スイスで処方される医療用大麻には、医療効果の高い高レベルの生理活性成分CBD(カンナビジオール) が含まれており、規制物質として扱われることも多いTHC(テトラヒドロカンナビノール)の濃度は上限1% までと定められています。
ヨーロッパ諸国や米国でも、合法の大麻製品に含まれるTHC含有量を1%まで引き上げることが検討されているため、スイスは世界でいち早く商品競争力を高めたといえます。
EUで一歩リード
欧州では輸出入をスムーズに行うため、多くの国で向精神作用を持つTHCのレベルを0.2%未満で保つことが求められてきましたが、欧州議会は2023年に発効する新しい共通農業政策の一環として、2021年11月にこのTHCレベルを0.3%に引き上げることを認めました。
これは米国で流通するCBD製品などと同じ値になります。

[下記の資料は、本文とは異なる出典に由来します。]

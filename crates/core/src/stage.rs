//! # Pipeline Stages
//!
//! The canonical five-stage ordering of the landing-page pipeline and the
//! naming scheme tying stages to queues and artifact keys.

use std::fmt;

use serde::de::{self, Deserializer, Visitor};
use serde::{Deserialize, Serialize, Serializer};

use crate::prompts;

/// One of the five canonical pipeline stages, in order.
#[derive(Debug, Clone, Copy, PartialEq, Eq, Hash)]
pub enum Stage {
    Research,
    ProductManager,
    Drawer,
    Designer,
    Coder,
}

/// Canonical stage order. `completed_stages` of any job is always a prefix
/// of this list.
pub const CANONICAL_ORDER: [Stage; 5] = [
    Stage::Research,
    Stage::ProductManager,
    Stage::Drawer,
    Stage::Designer,
    Stage::Coder,
];

impl Stage {
    /// Wire token for this stage (underscore form). Doubles as the stage's
    /// queue name.
    pub const fn as_str(&self) -> &'static str {
        match self {
            Stage::Research => "research",
            Stage::ProductManager => "product_manager",
            Stage::Drawer => "drawer",
            Stage::Designer => "designer",
            Stage::Coder => "coder",
        }
    }

    /// Parse a stage token. Accepts both underscore and hyphen forms
    /// (`product_manager` and `product-manager`) since historical producers
    /// used both.
    pub fn from_token(token: &str) -> Option<Stage> {
        match token {
            "research" => Some(Stage::Research),
            "product_manager" | "product-manager" => Some(Stage::ProductManager),
            "drawer" => Some(Stage::Drawer),
            "designer" => Some(Stage::Designer),
            "coder" => Some(Stage::Coder),
            _ => None,
        }
    }

    /// Position in the canonical order, 0-based.
    pub fn position(&self) -> usize {
        match self {
            Stage::Research => 0,
            Stage::ProductManager => 1,
            Stage::Drawer => 2,
            Stage::Designer => 3,
            Stage::Coder => 4,
        }
    }

    /// The stage after this one, or `None` for the final stage.
    pub fn next(&self) -> Option<Stage> {
        CANONICAL_ORDER.get(self.position() + 1).copied()
    }

    /// Name of the queue that stage workers consume from.
    pub fn queue_name(&self) -> &'static str {
        self.as_str()
    }

    /// Blob key of the input payload dispatched to this stage.
    pub fn input_key(&self, job_id: &str) -> String {
        format!("{}/{}.json", job_id, self.as_str())
    }

    /// Blob key under which the stage worker writes its output.
    /// Always the underscore form; see [`Stage::legacy_result_key`].
    pub fn result_key(&self, job_id: &str) -> String {
        format!("{}/{}-result.json", job_id, self.as_str())
    }

    /// Hyphen-form result key emitted by older workers
    /// (`{job}/product-manager-result.json`). `None` when it does not differ
    /// from the canonical form.
    pub fn legacy_result_key(&self, job_id: &str) -> Option<String> {
        if self.as_str().contains('_') {
            Some(format!(
                "{}/{}-result.json",
                job_id,
                self.as_str().replace('_', "-")
            ))
        } else {
            None
        }
    }

    /// The instruction text bound to this stage, passed verbatim to the
    /// stage worker alongside its input artifact.
    pub fn instructions(&self) -> &'static str {
        match self {
            Stage::Research => prompts::RESEARCH,
            Stage::ProductManager => prompts::PRODUCT_MANAGER,
            Stage::Drawer => prompts::DRAWER,
            Stage::Designer => prompts::DESIGNER,
            Stage::Coder => prompts::CODER,
        }
    }
}

impl fmt::Display for Stage {
    fn fmt(&self, f: &mut fmt::Formatter<'_>) -> fmt::Result {
        f.write_str(self.as_str())
    }
}

impl Serialize for Stage {
    fn serialize<S: Serializer>(&self, serializer: S) -> Result<S::Ok, S::Error> {
        serializer.serialize_str(self.as_str())
    }
}

impl<'de> Deserialize<'de> for Stage {
    fn deserialize<D: Deserializer<'de>>(deserializer: D) -> Result<Stage, D::Error> {
        struct StageVisitor;

        impl Visitor<'_> for StageVisitor {
            type Value = Stage;

            fn expecting(&self, f: &mut fmt::Formatter<'_>) -> fmt::Result {
                f.write_str("a pipeline stage name")
            }

            fn visit_str<E: de::Error>(self, value: &str) -> Result<Stage, E> {
                Stage::from_token(value)
                    .ok_or_else(|| E::custom(format!("unknown stage '{value}'")))
            }
        }

        deserializer.deserialize_str(StageVisitor)
    }
}

#[cfg(test)]
mod tests {
    use super::*;

    #[test]
    fn test_canonical_order() {
        assert_eq!(CANONICAL_ORDER[0], Stage::Research);
        assert_eq!(CANONICAL_ORDER[4], Stage::Coder);

        let mut stage = Stage::Research;
        let mut walked = vec![stage];
        while let Some(next) = stage.next() {
            walked.push(next);
            stage = next;
        }
        assert_eq!(walked, CANONICAL_ORDER.to_vec());
        assert_eq!(Stage::Coder.next(), None);
    }

    #[test]
    fn test_token_round_trip() {
        for stage in CANONICAL_ORDER {
            assert_eq!(Stage::from_token(stage.as_str()), Some(stage));
        }
        assert_eq!(
            Stage::from_token("product-manager"),
            Some(Stage::ProductManager)
        );
        assert_eq!(Stage::from_token("architect"), None);
    }

    #[test]
    fn test_artifact_keys() {
        assert_eq!(
            Stage::Research.input_key("j1"),
            "j1/research.json".to_string()
        );
        assert_eq!(
            Stage::ProductManager.result_key("j1"),
            "j1/product_manager-result.json".to_string()
        );
        assert_eq!(
            Stage::ProductManager.legacy_result_key("j1"),
            Some("j1/product-manager-result.json".to_string())
        );
        assert_eq!(Stage::Drawer.legacy_result_key("j1"), None);
    }

    #[test]
    fn test_serde_accepts_both_forms() {
        let stage: Stage = serde_json::from_str("\"product_manager\"").unwrap();
        assert_eq!(stage, Stage::ProductManager);
        let stage: Stage = serde_json::from_str("\"product-manager\"").unwrap();
        assert_eq!(stage, Stage::ProductManager);
        assert_eq!(
            serde_json::to_string(&Stage::ProductManager).unwrap(),
            "\"product_manager\""
        );
    }

    #[test]
    fn test_instructions_non_empty() {
        for stage in CANONICAL_ORDER {
            assert!(
                stage.instructions().len() > 50,
                "instructions for '{}' seem too short",
                stage
            );
        }
    }
}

国全体としては禁止されているものの、州ごとの法律で大麻の合法化が進んでいる米国では、同じく大麻草に含まれる向精神作用を持つ成分THCの含有量が0.3%未満の場合、連邦法の下で合法とされています。
経済効果も大きい
法律改正による経済への影響も大きくなります。ジュネーブ大学では2022年6月、スイスでの大麻合法化による売上高は年間約10億3000万ドル(約1400億円)に達し、フルタイムの雇用数は約4400件になると推定したレポートを発表しました。ここには生産、輸入、貿易などだけでなく、警察、司法制度、ソーシャルワーク、医療などの合法的な経済活動も含まれています。

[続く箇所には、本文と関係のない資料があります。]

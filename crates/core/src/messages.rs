//! Wire message types.
//!
//! Field names here are load-bearing: existing stage workers produce and
//! consume these exact shapes. Legacy producers send the stage under `task`
//! instead of `task_type`, and `result_key` is frequently absent - the next
//! stage's input key is always derived from the deterministic key scheme,
//! never from the event payload.

use chrono::{DateTime, Utc};
use serde::{Deserialize, Serialize};

use crate::job::Brief;
use crate::stage::Stage;

/// Orchestrator -> worker, on the stage's queue.
#[derive(Debug, Clone, Serialize, Deserialize)]
pub struct StageTask {
    pub job_id: String,
    pub task_type: Stage,
    pub payload_key: String,
    pub timestamp: DateTime<Utc>,
    pub source: String,
}

impl StageTask {
    pub fn new(job_id: &str, stage: Stage, payload_key: String) -> Self {
        Self {
            job_id: job_id.to_string(),
            task_type: stage,
            payload_key,
            timestamp: Utc::now(),
            source: "orchestrator".to_string(),
        }
    }
}

/// Worker-reported outcome of a stage attempt.
#[derive(Debug, Clone, Copy, PartialEq, Eq, Serialize, Deserialize)]
#[serde(rename_all = "snake_case")]
pub enum EventStatus {
    Success,
    Failure,
    Error,
    /// Informational heartbeat; never changes job state.
    InProgress,
}

/// Worker -> orchestrator, on the events queue.
#[derive(Debug, Clone, Serialize, Deserialize)]
pub struct CompletionEvent {
    pub job_id: String,
    #[serde(alias = "task")]
    pub task_type: Stage,
    pub status: EventStatus,
    #[serde(default, skip_serializing_if = "Option::is_none")]
    pub result: Option<serde_json::Value>,
    #[serde(default, skip_serializing_if = "Option::is_none")]
    pub error: Option<String>,
    #[serde(default, skip_serializing_if = "Option::is_none")]
    pub result_key: Option<String>,
    #[serde(default)]
    pub timestamp: Option<DateTime<Utc>>,
}

/// Orchestrator announcement that a job finished, published on the same
/// events queue the workers report on. Distinguished from a
/// [`CompletionEvent`] by the absence of `task_type`/`task`.
#[derive(Debug, Clone, Serialize, Deserialize)]
pub struct JobAnnouncement {
    pub job_id: String,
    pub event_type: String,
    pub timestamp: DateTime<Utc>,
}

impl JobAnnouncement {
    pub fn completed(job_id: &str) -> Self {
        Self {
            job_id: job_id.to_string(),
            event_type: "job_completed".to_string(),
            timestamp: Utc::now(),
        }
    }
}

/// Anything that may appear on the events queue.
#[derive(Debug, Clone, Deserialize)]
#[serde(untagged)]
pub enum EventsQueueMessage {
    Completion(CompletionEvent),
    Announcement(JobAnnouncement),
}

/// A message on the submissions queue: either a pointer to a brief stored
/// in the blob store, or the brief inline.
#[derive(Debug, Clone, Serialize, Deserialize)]
#[serde(untagged)]
pub enum Submission {
    Stored {
        job_id: String,
        task_type: String,
        payload_key: String,
    },
    Inline {
        #[serde(default, skip_serializing_if = "Option::is_none")]
        job_id: Option<String>,
        #[serde(flatten)]
        brief: Brief,
    },
}

#[cfg(test)]
mod tests {
    use super::*;

    #[test]
    fn test_completion_event_accepts_legacy_task_key() {
        let current: CompletionEvent = serde_json::from_str(
            r#"{"job_id":"j1","task_type":"research","status":"success"}"#,
        )
        .unwrap();
        assert_eq!(current.task_type, Stage::Research);

        let legacy: CompletionEvent = serde_json::from_str(
            r#"{"job_id":"j1","task":"product-manager","status":"success"}"#,
        )
        .unwrap();
        assert_eq!(legacy.task_type, Stage::ProductManager);
        assert!(legacy.result_key.is_none());
    }

    #[test]
    fn test_events_queue_message_discriminates_on_task_type() {
        let completion: EventsQueueMessage = serde_json::from_str(
            r#"{"job_id":"j1","task_type":"coder","status":"success","result_key":"j1/coder-result.json"}"#,
        )
        .unwrap();
        assert!(matches!(completion, EventsQueueMessage::Completion(_)));

        let announcement: EventsQueueMessage = serde_json::from_str(
            r#"{"job_id":"j1","event_type":"job_completed","timestamp":"2026-01-01T00:00:00Z"}"#,
        )
        .unwrap();
        match announcement {
            EventsQueueMessage::Announcement(a) => {
                assert_eq!(a.event_type, "job_completed");
            }
            other => panic!("expected announcement, got {other:?}"),
        }
    }

    #[test]
    fn test_submission_variants() {
        let stored: Submission = serde_json::from_str(
            r#"{"job_id":"j1","task_type":"start_job","payload_key":"j1/brief.json"}"#,
        )
        .unwrap();
        assert!(matches!(stored, Submission::Stored { .. }));

        let inline: Submission = serde_json::from_str(
            r#"{"product":"Acme Widget","audience":"Developers","tone":"technical"}"#,
        )
        .unwrap();
        match inline {
            Submission::Inline { job_id, brief } => {
                assert!(job_id.is_none());
                assert_eq!(brief.product, "Acme Widget");
                assert_eq!(brief.tone.as_deref(), Some("technical"));
            }
            other => panic!("expected inline brief, got {other:?}"),
        }
    }

    #[test]
    fn test_stage_task_shape() {
        let task = StageTask::new("j1", Stage::Drawer, "j1/drawer.json".to_string());
        let json = serde_json::to_value(&task).unwrap();
        assert_eq!(json["task_type"], "drawer");
        assert_eq!(json["payload_key"], "j1/drawer.json");
        assert_eq!(json["source"], "orchestrator");
    }
}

医療大麻合法化によって生み出される直接的な付加価値は、スイスの GDP の約 0.06%、これに相当するといいます。これは自動車や自動車部品の生産に匹敵する総付加価値(0.08%)に匹敵する規模と言われています。
医療大麻があつかう領域
医療用大麻が有効とされる病気は広範囲に渡ります。
主な疾患としては
アルツハイマー病
筋萎縮性側索硬化症(ALS)
HIV/エイズ
クローン病
てんかんとその発作
緑内障
多発性硬化症と筋肉のけいれん
重度および慢性の痛み
がん治療による重度の吐き気や嘔吐
などが挙げられます。これらの病気や症状があるからといって必ずしも医師による大麻治療が適用されるとは限りませんが、大麻医療が利用できるチャンスは今後どんどん広がっていくでしょう。

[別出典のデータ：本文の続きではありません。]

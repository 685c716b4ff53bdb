//! Job domain types.
//!
//! Structures shared between the state index, the controller, and the
//! status API.

use chrono::{DateTime, Utc};
use serde::{Deserialize, Serialize};

use crate::stage::{Stage, CANONICAL_ORDER};

/// User-supplied input for one pipeline run.
#[derive(Debug, Clone, Serialize, Deserialize)]
pub struct Brief {
    pub product: String,
    pub audience: String,
    #[serde(default, skip_serializing_if = "Option::is_none")]
    pub tone: Option<String>,
}

impl Brief {
    /// Both intake paths validate identically: `product` and `audience`
    /// must be non-blank.
    pub fn validate(&self) -> Result<(), String> {
        if self.product.trim().is_empty() {
            return Err("brief is missing 'product'".to_string());
        }
        if self.audience.trim().is_empty() {
            return Err("brief is missing 'audience'".to_string());
        }
        Ok(())
    }
}

/// Job execution status
#[derive(Debug, Clone, Copy, PartialEq, Eq, Serialize, Deserialize)]
#[serde(rename_all = "snake_case")]
pub enum JobStatus {
    Queued,
    InProgress,
    Completed,
    Failed,
}

impl JobStatus {
    /// Terminal jobs never change again (until reaping).
    pub fn is_terminal(&self) -> bool {
        matches!(self, JobStatus::Completed | JobStatus::Failed)
    }
}

/// One end-to-end execution of the five-stage pipeline for one brief.
#[derive(Debug, Clone, Serialize, Deserialize)]
pub struct Job {
    pub id: String,
    pub brief: Brief,
    pub status: JobStatus,
    /// Always a prefix of the canonical stage order.
    pub completed_stages: Vec<Stage>,
    /// Most recent stage whose task message was successfully enqueued.
    /// Dispatch-retry bookkeeping, not part of the API record: a stage may
    /// be appended to `completed_stages` while its successor's dispatch is
    /// still pending (crash or send failure between the two).
    #[serde(skip)]
    pub last_dispatched: Option<Stage>,
    pub started_at: DateTime<Utc>,
    pub updated_at: DateTime<Utc>,
    #[serde(skip_serializing_if = "Option::is_none")]
    pub completed_at: Option<DateTime<Utc>>,
    #[serde(skip_serializing_if = "Option::is_none")]
    pub error: Option<String>,
}

impl Job {
    pub fn new(id: String, brief: Brief) -> Self {
        let now = Utc::now();
        Self {
            id,
            brief,
            status: JobStatus::Queued,
            completed_stages: Vec::new(),
            last_dispatched: None,
            started_at: now,
            updated_at: now,
            completed_at: None,
            error: None,
        }
    }

    /// The stage a completion event must name to advance this job.
    pub fn next_expected_stage(&self) -> Option<Stage> {
        CANONICAL_ORDER.get(self.completed_stages.len()).copied()
    }

    /// The stage whose task message still needs to be enqueued, if any.
    /// `None` while the pipeline is caught up (the next expected stage's
    /// dispatch already happened) or the job is terminal.
    pub fn pending_dispatch(&self) -> Option<Stage> {
        if self.status.is_terminal() {
            return None;
        }
        let next = self.next_expected_stage()?;
        if self.last_dispatched.map(|s| s.position()) >= Some(next.position()) {
            None
        } else {
            Some(next)
        }
    }

    /// Completion percentage for the task projection, 0-100.
    pub fn progress(&self) -> u8 {
        ((self.completed_stages.len() * 100 + CANONICAL_ORDER.len() / 2)
            / CANONICAL_ORDER.len()) as u8
    }
}

/// Result of applying a completion to the index.
#[derive(Debug, Clone, Copy)]
pub struct StageOutcome {
    /// A stage was newly appended to `completed_stages`.
    pub advanced: bool,
    /// The job reached `completed` or `failed` in this transition, or was
    /// already there.
    pub terminal: bool,
    /// Status snapshot taken inside the critical section.
    pub status: JobStatus,
    /// Stage whose task message still needs to be enqueued. Set on a fresh
    /// advance, and again on a redelivered duplicate whose earlier handling
    /// advanced the job but failed before the send - that redelivery is
    /// what retries the dispatch.
    pub pending_dispatch: Option<Stage>,
}

/// Counts by status for the aggregate endpoints.
#[derive(Debug, Clone, Copy, Default, Serialize)]
pub struct JobStats {
    pub total: usize,
    pub queued: usize,
    pub in_progress: usize,
    pub completed: usize,
    pub failed: usize,
}

#[cfg(test)]
mod tests {
    use super::*;

    fn brief() -> Brief {
        Brief {
            product: "Acme Widget".to_string(),
            audience: "Developers".to_string(),
            tone: Some("technical".to_string()),
        }
    }

    #[test]
    fn test_brief_validation() {
        assert!(brief().validate().is_ok());

        let missing_product = Brief {
            product: "  ".to_string(),
            ..brief()
        };
        assert!(missing_product.validate().is_err());

        let missing_audience = Brief {
            audience: String::new(),
            ..brief()
        };
        assert!(missing_audience.validate().is_err());
    }

    #[test]
    fn test_next_expected_stage_walks_canonical_order() {
        let mut job = Job::new("j1".to_string(), brief());
        for stage in CANONICAL_ORDER {
            assert_eq!(job.next_expected_stage(), Some(stage));
            job.completed_stages.push(stage);
        }
        assert_eq!(job.next_expected_stage(), None);
    }

    #[test]
    fn test_pending_dispatch_tracks_enqueue_progress() {
        let mut job = Job::new("j1".to_string(), brief());
        assert_eq!(job.pending_dispatch(), Some(Stage::Research));

        job.last_dispatched = Some(Stage::Research);
        assert_eq!(job.pending_dispatch(), None);

        // Research completed but product_manager never made it to the queue
        job.completed_stages.push(Stage::Research);
        assert_eq!(job.pending_dispatch(), Some(Stage::ProductManager));

        job.last_dispatched = Some(Stage::ProductManager);
        assert_eq!(job.pending_dispatch(), None);
    }

    #[test]
    fn test_progress_rounding() {
        let mut job = Job::new("j1".to_string(), brief());
        assert_eq!(job.progress(), 0);
        job.completed_stages.push(Stage::Research);
        assert_eq!(job.progress(), 20);
        job.completed_stages.push(Stage::ProductManager);
        job.completed_stages.push(Stage::Drawer);
        assert_eq!(job.progress(), 60);
    }
}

また医師にかからずとも不眠解消やリラックス、ストレスや痛み緩和、筋肉疲労回復のためにサプリメントとして大麻由来成分CBDを利用している人は世界的に増えています。CBDは大麻草から抽出された生理活性成分カンナビノイドの一種で、精神作用ほかの副作用を引き起こさず安心して使うことができます。中毒や依存性などもないため多くの国で合法となっています。日本では大麻草の茎と種から抽出されたCBD、または有機化学合成の非大麻由来CBD成分の利用がすでに認められています。
医療大麻は安全なのか?
サプリメントとして使うCBDにおいては心配すべき副作用はほとんど報告されていませんが、濃度が高く、THCが多めに含まれることもある医療用大麻を使用した場合、考えられる副作用には以下のようなものがあります。
心拍数の変化
めまい
集中力と記憶力の低下
別の処方薬と相互作用
食欲増進または減退
中毒症状
幻覚または精神疾患
しかし娯楽目的のマリファナ使用と異なり、病気を治療し症状を緩和するように処方されるため、医師との相談の上で治療に用いる限りそれほど大きな心配はないといえるでしょう。
医療大麻には、液体やカプセル、乾燥させた葉などさまざまな形態があり、目的や使いやすさによって使い分けることができます。
娯楽大麻も合法化されるのか?
スイスでは娯楽用大麻の試験導入も行われています。スイスのバーゼル市では2022年9月より娯楽目的成人用大麻販売の試験的プログラムが行われます。これはスイスでの大麻合法化の可能性に向けた第一歩になります。保健局は法律で禁止されているにもかかわらず国内には22万人の大麻常用者がいると推定しており、大麻の娯楽使用に対する規制を再検討し、ブラックマーケットでの流通を抑えることを見込んでいます。
ドイツも同様の取り組みを行っています。欧州では北米大陸ほど解禁は進んでいないものの、大麻へのイメージは大きく変わってきており、この2国のどちらかがまず最初に娯楽大麻を解禁するだろうと見る向きもあります。
大麻を合法化したカナダや、州単位で合法化に進んでいる米国と同じように、EU圏も大きく変わっていくのかもしれません。
まとめ
古代から病気の治療や神事、生活用品などに使われ、栽培が奨励されてきた大麻ですがスイスで 1951 年に初めて禁止されました。それから70 年が経ち時流は解禁の方向へと向かっています。医療だけでなく産業分野でも可能性が注目されているこの植物と今後どう付き合っていくのか。多くの国で大麻禁止が公共のために最適な政策であるかどうかについて検討が続いています。